Entonces un hombre vestido de negro con zapatos deportivos se sentó frente a ella. Al levantar la cabeza, Marina Abramovic se encontró cara a cara con el fotógrafo y artista Uwe Laysiepen, más conocido como Ulay, con quien compartió vida y profesión.
Juntos hicieron cosas nunca vistas como Rest Energy (1980), performance en la que él sostiene un arco y una flecha apuntando al corazón de ella. En el proceso graban los latidos del corazón y el ruido que hace el arco al no dejar ir la flecha. Esos sonidos, mezclados, se reproducen en la sala.
Otro de sus trabajos memorables juntos es Imponderabilia (1977), en el que ambos, desnudos, se paran uno frente al otro en la estrecha puerta de la galería para que el público tenga que pasar entre ellos y rozar sus cuerpos.
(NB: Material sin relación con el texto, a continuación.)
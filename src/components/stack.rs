// src/components/stack.rs

use std::fmt;

use serde::{Deserialize, Serialize};

use crate::components::card::{Card, CardId, Suit};
use crate::error::{GameError, GameResult};
use crate::logic::rules;
use crate::protocol::{CardDto, CardStackDto};

/// スタックの ID。ゲームの中で一意だよ。
pub type StackId = u32;

/// スタックの種類だよ。種類ごとにルール（何を受け付けるか）が1つ決まる。
#[derive(Serialize, Deserialize, Clone, Copy, Debug, PartialEq, Eq, Hash)]
pub enum StackKind {
    /// Bisley: A から上へ積む組札
    AceFoundation,
    /// Bisley: K から下へ積む組札
    KingFoundation,
    /// Bisley: 場札の列
    Column,
    /// Besieged Fortress: 組札
    Foundation,
    /// Besieged Fortress: 場札の行
    Row,
}

impl fmt::Display for StackKind {
    fn fmt(&self, f: &mut fmt::Formatter<'_>) -> fmt::Result {
        fmt::Debug::fmt(self, f)
    }
}

/// カードを順番に積んだ入れ物。
///
/// カードはこのスタックだけが持つ（同じカードが2つのスタックに入ることはない）。
/// 一番上（最後の要素）のカードだけが動かせるよ。
#[derive(Debug, Clone, PartialEq, Eq)]
pub struct CardStack {
    id: StackId,
    kind: StackKind,
    /// 組札のスート。場札は `None`。
    suit: Option<Suit>,
    cards: Vec<Card>,
}

impl CardStack {
    pub fn new(id: StackId, kind: StackKind, suit: Option<Suit>, cards: Vec<Card>) -> Self {
        Self { id, kind, suit, cards }
    }

    pub fn id(&self) -> StackId {
        self.id
    }

    pub fn kind(&self) -> StackKind {
        self.kind
    }

    pub fn suit(&self) -> Option<Suit> {
        self.suit
    }

    pub fn cards(&self) -> &[Card] {
        &self.cards
    }

    pub fn len(&self) -> usize {
        self.cards.len()
    }

    pub fn is_empty(&self) -> bool {
        self.cards.is_empty()
    }

    pub fn top(&self) -> Option<&Card> {
        self.cards.last()
    }

    /// 受け付けるかどうかの判定。種類ごとのルール表に任せるよ。
    /// もう中にいるカードは、一番上でなくても受け付けない。
    pub fn can_accept(&self, card: &Card) -> bool {
        !self.contains(card.id) && rules::can_accept(self.kind, self.suit, self.top(), card)
    }

    /// `card_id` がこのスタックの一番上にあって、引き抜ける種類なら true。
    pub fn is_available(&self, card_id: CardId) -> bool {
        rules::allows_withdrawal(self.kind) && self.top().is_some_and(|top| top.id == card_id)
    }

    pub fn contains(&self, card_id: CardId) -> bool {
        self.cards.iter().any(|card| card.id == card_id)
    }

    pub fn find(&self, card_id: CardId) -> Option<&Card> {
        self.cards.iter().find(|card| card.id == card_id)
    }

    /// カードを一番上に積む。`validate` が false なのは undo/redo の再生だけ。
    pub fn push(&mut self, card: Card, validate: bool) -> GameResult<()> {
        if validate && !self.can_accept(&card) {
            return Err(GameError::IllegalMove { card_id: card.id, stack_id: Some(self.id) });
        }
        self.cards.push(card);
        Ok(())
    }

    pub fn pop(&mut self) -> GameResult<Card> {
        self.cards.pop().ok_or(GameError::EmptyStack { stack_id: self.id })
    }

    pub fn to_dto(&self) -> CardStackDto {
        CardStackDto {
            id: self.id,
            kind: self.kind,
            cards: self
                .cards
                .iter()
                .map(|card| CardDto {
                    id: card.id,
                    suit: card.suit,
                    rank: card.rank,
                    is_interactable: self.is_available(card.id),
                })
                .collect(),
        }
    }
}

#[cfg(test)]
mod tests {
    use super::*;
    use crate::components::card::Rank;

    fn card(id: CardId, suit: Suit, rank: Rank) -> Card {
        Card::new(id, suit, rank)
    }

    #[test]
    fn push_and_pop() {
        let mut column = CardStack::new(8, StackKind::Column, None, vec![card(1, Suit::Hearts, Rank::Five)]);

        column.push(card(2, Suit::Hearts, Rank::Six), true).unwrap();
        assert_eq!(column.top().map(|c| c.id), Some(2));

        let err = column.push(card(3, Suit::Spades, Rank::Seven), true).unwrap_err();
        assert_eq!(err, GameError::IllegalMove { card_id: 3, stack_id: Some(8) });

        // 検証なしなら何でも積める（undo 用）
        column.push(card(3, Suit::Spades, Rank::Seven), false).unwrap();
        assert_eq!(column.len(), 3);

        assert_eq!(column.pop().unwrap().id, 3);
        assert_eq!(column.pop().unwrap().id, 2);
        assert_eq!(column.pop().unwrap().id, 1);
        assert_eq!(column.pop().unwrap_err(), GameError::EmptyStack { stack_id: 8 });
    }

    #[test]
    fn availability_is_top_card_only() {
        let column = CardStack::new(
            8,
            StackKind::Column,
            None,
            vec![card(1, Suit::Hearts, Rank::Five), card(2, Suit::Clubs, Rank::Nine)],
        );
        assert!(column.is_available(2));
        assert!(!column.is_available(1));
        assert!(!column.is_available(99));
        assert!(column.contains(1));
        assert_eq!(column.find(1).map(|c| c.rank), Some(Rank::Five));
        assert!(column.find(99).is_none());

        let empty = CardStack::new(9, StackKind::Column, None, vec![]);
        assert!(!empty.is_available(1));
    }

    #[test]
    fn cards_already_inside_are_never_accepted() {
        // 列 [4♣, 3♣, 2♣]。3♣ は 2♣ の隣だけど、もう中にいる
        let mut column = CardStack::new(
            8,
            StackKind::Column,
            None,
            vec![card(4, Suit::Clubs, Rank::Four), card(3, Suit::Clubs, Rank::Three), card(2, Suit::Clubs, Rank::Two)],
        );
        let three = card(3, Suit::Clubs, Rank::Three);
        assert!(column.contains(3));
        assert!(!column.can_accept(&three));
        assert_eq!(
            column.push(three, true).unwrap_err(),
            GameError::IllegalMove { card_id: 3, stack_id: Some(8) }
        );
        assert_eq!(column.len(), 3);

        // 同じ面でも別のカードなら OK
        assert!(column.can_accept(&card(30, Suit::Clubs, Rank::Three)));
    }

    #[test]
    fn bisley_foundations_never_give_cards_back() {
        let foundation = CardStack::new(
            0,
            StackKind::AceFoundation,
            Some(Suit::Clubs),
            vec![card(1, Suit::Clubs, Rank::Ace), card(2, Suit::Clubs, Rank::Two)],
        );
        assert!(!foundation.is_available(2));
    }

    #[test]
    fn dto_marks_only_the_movable_card() {
        let row = CardStack::new(
            4,
            StackKind::Row,
            None,
            vec![card(1, Suit::Hearts, Rank::King), card(2, Suit::Clubs, Rank::Queen)],
        );
        let dto = row.to_dto();
        assert_eq!(dto.id, 4);
        assert_eq!(dto.kind, StackKind::Row);
        assert_eq!(
            dto.cards.iter().map(|c| c.is_interactable).collect::<Vec<_>>(),
            vec![false, true]
        );
    }
}
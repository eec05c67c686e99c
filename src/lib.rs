//! A Tokio-based pool of pre-produced values with time-to-live eviction.
//!
//! The pool keeps up to `capacity` values ready, evicts values older than a
//! configured lifetime, replaces every consumed or evicted value, and hands
//! freshly produced values straight to callers blocked in `take`.

mod config;
mod entry;
mod error;
mod handoff;
mod pool;
mod provider;
mod reporter;
mod store;
mod waiters;

pub use config::{PoolBuilder, PoolConfig, DEFAULT_CLEAN_INTERVAL};
pub use error::PoolError;
pub use pool::{LifetimePool, Pool};
pub use provider::{ProvideError, ProvideFuture, ValueProvider};
pub use reporter::EventReporter;
pub use waiters::{Fairness, Waiter, WaiterRegistry};
use std::error::Error as StdError;
use std::future::Future;

use futures::future::BoxFuture;

/// Error type a [`ValueProvider`] may fail with.
pub type ProvideError = Box<dyn StdError + Send + Sync + 'static>;

/// The future a [`ValueProvider`] returns for a single production attempt.
pub type ProvideFuture<'a, T> = BoxFuture<'a, Result<T, ProvideError>>;

/// Source of fresh pool values.
///
/// The pool calls `provide` once per empty slot. Failures are reported to the
/// pool's event reporters and are not retried; wrap the provider in your own
/// retry logic if you need that.
///
/// Any `Fn() -> impl Future<Output = Result<T, E>>` closure is a provider.
pub trait ValueProvider<T>: Send + Sync + 'static {
  fn provide(&self) -> ProvideFuture<'_, T>;
}

impl<T, F, Fut, E> ValueProvider<T> for F
where
  T: Send + 'static,
  F: Fn() -> Fut + Send + Sync + 'static,
  Fut: Future<Output = Result<T, E>> + Send + 'static,
  E: Into<ProvideError> + 'static,
{
  fn provide(&self) -> ProvideFuture<'_, T> {
    let attempt = self();
    Box::pin(async move { attempt.await.map_err(Into::into) })
  }
}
Otro de sus experimentos fue Death Self, que consistió en aspirar el aire de la boca del otro, un beso larguísimo, hasta que después de diecisiete minutos cayeron desmayados por falta de oxígeno.
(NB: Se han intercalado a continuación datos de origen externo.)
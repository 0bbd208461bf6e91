use std::sync::mpsc::{self, Receiver, RecvTimeoutError};
use std::time::Duration;

use crossterm::event::{self, Event as CtEvent, KeyEvent, KeyEventKind};
use tracing::debug;

/// Everything the app loop reacts to.
#[derive(Clone, Debug)]
pub enum AppEvent {
    Key(KeyEvent),
    Resize,
    Tick,
}

/// Source of terminal events (keyboard, resize, etc.)
pub trait EventSource: Send + 'static {
    /// Block for up to `timeout` waiting for an event.
    fn recv_timeout(&self, timeout: Duration) -> Result<AppEvent, RecvTimeoutError>;
}

/// Reads crossterm events on a background thread.
pub struct CrosstermEventSource {
    rx: Receiver<AppEvent>,
}

impl CrosstermEventSource {
    pub fn new() -> Self {
        let (tx, rx) = mpsc::channel();

        std::thread::spawn(move || loop {
            let evt = match event::read() {
                // key release events arrive on some platforms; only presses type
                Ok(CtEvent::Key(key)) if key.kind != KeyEventKind::Release => AppEvent::Key(key),
                Ok(CtEvent::Resize(_, _)) => AppEvent::Resize,
                Ok(_) => continue,
                Err(e) => {
                    debug!(error = %e, "terminal event reader stopped");
                    break;
                }
            };
            if tx.send(evt).is_err() {
                break;
            }
        });

        Self { rx }
    }
}

impl Default for CrosstermEventSource {
    fn default() -> Self {
        Self::new()
    }
}

impl EventSource for CrosstermEventSource {
    fn recv_timeout(&self, timeout: Duration) -> Result<AppEvent, RecvTimeoutError> {
        self.rx.recv_timeout(timeout)
    }
}

pub trait Ticker: Send + Sync + 'static {
    fn interval(&self) -> Duration;
}

#[derive(Clone, Copy, Debug)]
pub struct FixedTicker {
    interval: Duration,
}

impl FixedTicker {
    pub fn new(interval: Duration) -> Self {
        Self { interval }
    }
}

impl Ticker for FixedTicker {
    fn interval(&self) -> Duration {
        self.interval
    }
}

/// Channel-fed source for headless runs and tests.
pub struct ChannelEventSource {
    rx: Receiver<AppEvent>,
}

impl ChannelEventSource {
    pub fn new(rx: Receiver<AppEvent>) -> Self {
        Self { rx }
    }
}

impl EventSource for ChannelEventSource {
    fn recv_timeout(&self, timeout: Duration) -> Result<AppEvent, RecvTimeoutError> {
        self.rx.recv_timeout(timeout)
    }
}

/// Hands out one event at a time; a quiet tick interval becomes `Tick`, so
/// session timers get drained even when nobody types.
pub struct Runner<E: EventSource, T: Ticker> {
    event_source: E,
    ticker: T,
}

impl<E: EventSource, T: Ticker> Runner<E, T> {
    pub fn new(event_source: E, ticker: T) -> Self {
        Self {
            event_source,
            ticker,
        }
    }

    pub fn step(&self) -> AppEvent {
        match self.event_source.recv_timeout(self.ticker.interval()) {
            Ok(ev) => ev,
            Err(RecvTimeoutError::Timeout) | Err(RecvTimeoutError::Disconnected) => AppEvent::Tick,
        }
    }
}
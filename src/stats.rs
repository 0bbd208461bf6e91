use serde::{Deserialize, Serialize};

use crate::ledger::{Character, Ledger, StatusCounts};
use crate::util::round_half_up;

/// Characters per standardized word.
pub const CHARS_PER_WORD: f64 = 5.0;

/// Scoring snapshot derived from a ledger and the elapsed time.
#[derive(Debug, Clone, Copy, Default, PartialEq, Serialize, Deserialize)]
#[serde(rename_all = "camelCase")]
pub struct TypingStats {
    pub wpm: u32,
    /// Whole percent, 0..=100.
    pub accuracy: u32,
    pub correct: usize,
    pub incorrect: usize,
    pub missed: usize,
    /// Seconds, fractional.
    pub total_time: f64,
    pub char_count: usize,
}

impl TypingStats {
    /// Raw speed over every scored character, regardless of correctness.
    pub fn raw_wpm(&self) -> u32 {
        raw_wpm(self.char_count, self.total_time)
    }
}

pub fn raw_wpm(char_count: usize, elapsed_secs: f64) -> u32 {
    let minutes = elapsed_secs / 60.0;
    if minutes <= 0.0 {
        return 0;
    }
    round_half_up((char_count as f64 / CHARS_PER_WORD) / minutes).max(0.0) as u32
}

/// Net speed: incorrect characters cancel correct ones; floored at zero.
pub fn net_wpm(correct: usize, incorrect: usize, elapsed_secs: f64) -> u32 {
    let minutes = elapsed_secs / 60.0;
    if minutes <= 0.0 {
        return 0;
    }
    let diff = correct as f64 - incorrect as f64;
    round_half_up((diff / CHARS_PER_WORD) / minutes).max(0.0) as u32
}

pub fn compute(chars: &[Character], elapsed_secs: f64) -> TypingStats {
    compute_from_counts(&StatusCounts::tally(chars), elapsed_secs)
}

pub fn compute_for(ledger: &Ledger, elapsed_secs: f64) -> TypingStats {
    compute_from_counts(&ledger.counts(), elapsed_secs)
}

/// Pending characters are not scored. A perfectly accurate run is credited
/// its raw speed; anything else gets net speed.
pub fn compute_from_counts(counts: &StatusCounts, elapsed_secs: f64) -> TypingStats {
    let elapsed_secs = elapsed_secs.max(0.0);
    let char_count = counts.correct + counts.incorrect + counts.missed;

    let accuracy = if char_count > 0 {
        round_half_up(100.0 * counts.correct as f64 / char_count as f64) as u32
    } else {
        0
    };

    let wpm = if char_count > 0 && counts.correct == char_count {
        raw_wpm(char_count, elapsed_secs)
    } else {
        net_wpm(counts.correct, counts.incorrect, elapsed_secs)
    };

    TypingStats {
        wpm,
        accuracy,
        correct: counts.correct,
        incorrect: counts.incorrect,
        missed: counts.missed,
        total_time: elapsed_secs,
        char_count,
    }
}

#[cfg(test)]
mod tests {
    use super::*;
    use crate::ledger::CharStatus;

    fn counts(correct: usize, incorrect: usize, missed: usize) -> StatusCounts {
        StatusCounts {
            pending: 0,
            correct,
            incorrect,
            missed,
        }
    }

    #[test]
    fn empty_snapshot_scores_zero() {
        let stats = compute_from_counts(&StatusCounts::default(), 30.0);
        assert_eq!(stats.wpm, 0);
        assert_eq!(stats.accuracy, 0);
        assert_eq!(stats.char_count, 0);
        assert_eq!(stats.total_time, 30.0);
    }

    #[test]
    fn zero_elapsed_time_scores_zero_wpm() {
        let stats = compute_from_counts(&counts(10, 0, 0), 0.0);
        assert_eq!(stats.wpm, 0);
        assert_eq!(stats.accuracy, 100);
    }

    #[test]
    fn perfect_accuracy_uses_raw_speed() {
        // 50 chars in 30s: 10 words in half a minute
        let stats = compute_from_counts(&counts(50, 0, 0), 30.0);
        assert_eq!(stats.accuracy, 100);
        assert_eq!(stats.wpm, 20);
        assert_eq!(stats.wpm, raw_wpm(50, 30.0));
    }

    #[test]
    fn perfect_accuracy_rounds_raw_speed() {
        // 7 chars in 4s -> 1.4 words / (1/15) min = 21
        let stats = compute_from_counts(&counts(7, 0, 0), 4.0);
        assert_eq!(stats.wpm, 21);
        // 3 chars in 7s -> 0.6 / 0.11666 = 5.142...
        assert_eq!(compute_from_counts(&counts(3, 0, 0), 7.0).wpm, 5);
    }

    #[test]
    fn errors_switch_to_net_speed() {
        // (45 - 5) / 5 = 8 words in 0.5 min = 16
        let stats = compute_from_counts(&counts(45, 5, 0), 30.0);
        assert_eq!(stats.accuracy, 90);
        assert_eq!(stats.wpm, 16);
        assert!(stats.wpm < stats.raw_wpm());
    }

    #[test]
    fn net_speed_floors_at_zero() {
        let stats = compute_from_counts(&counts(2, 20, 0), 10.0);
        assert_eq!(stats.wpm, 0);
        assert_eq!(stats.accuracy, 9);
    }

    #[test]
    fn missed_characters_hurt_accuracy_but_not_net_numerator() {
        let stats = compute_from_counts(&counts(10, 0, 10), 60.0);
        assert_eq!(stats.accuracy, 50);
        assert_eq!(stats.wpm, 2);
        assert_eq!(stats.char_count, 20);
    }

    #[test]
    fn accuracy_rounds_half_up() {
        // 1/8 = 12.5%
        assert_eq!(compute_from_counts(&counts(1, 7, 0), 10.0).accuracy, 13);
        // 2/3 = 66.67%
        assert_eq!(compute_from_counts(&counts(2, 1, 0), 10.0).accuracy, 67);
    }

    #[test]
    fn nearly_perfect_accuracy_still_uses_net_speed() {
        // 199/200 rounds to 100% but one error remains
        let stats = compute_from_counts(&counts(199, 1, 0), 30.0);
        assert_eq!(stats.accuracy, 100);
        assert_eq!(stats.wpm, 79);
        assert_ne!(stats.wpm, stats.raw_wpm());
    }

    #[test]
    fn accuracy_is_bounded() {
        for c in 0..12 {
            for i in 0..12 {
                for m in 0..4 {
                    let stats = compute_from_counts(&counts(c, i, m), 12.5);
                    assert!(stats.accuracy <= 100);
                }
            }
        }
    }

    #[test]
    fn compute_ignores_pending_characters() {
        let chars = [
            Character {
                glyph: 'a',
                status: CharStatus::Correct,
            },
            Character {
                glyph: 'b',
                status: CharStatus::Pending,
            },
            Character {
                glyph: 'c',
                status: CharStatus::Missed,
            },
        ];
        let stats = compute(&chars, 6.0);
        assert_eq!(stats.char_count, 2);
        assert_eq!(stats.correct, 1);
        assert_eq!(stats.missed, 1);
        assert_eq!(stats.accuracy, 50);
    }

    #[test]
    fn serializes_with_camel_case_fields() {
        let stats = compute_from_counts(&counts(5, 0, 0), 60.0);
        let json = serde_json::to_value(stats).unwrap();
        assert_eq!(json["charCount"], 5);
        assert_eq!(json["totalTime"], 60.0);
    }
}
Fueron diez años de amor, creatividad, de todo mucho, muy intenso y muy desenfrenado. El amor entre dos artistas.
La ruptura fue igual que ellos: espectacular. En The Lovers: The Great Wall Walk, caminaron cada uno por un lado de la muralla china hasta encontrarse en el medio y despedirse con un abrazo absoluto, definitivo.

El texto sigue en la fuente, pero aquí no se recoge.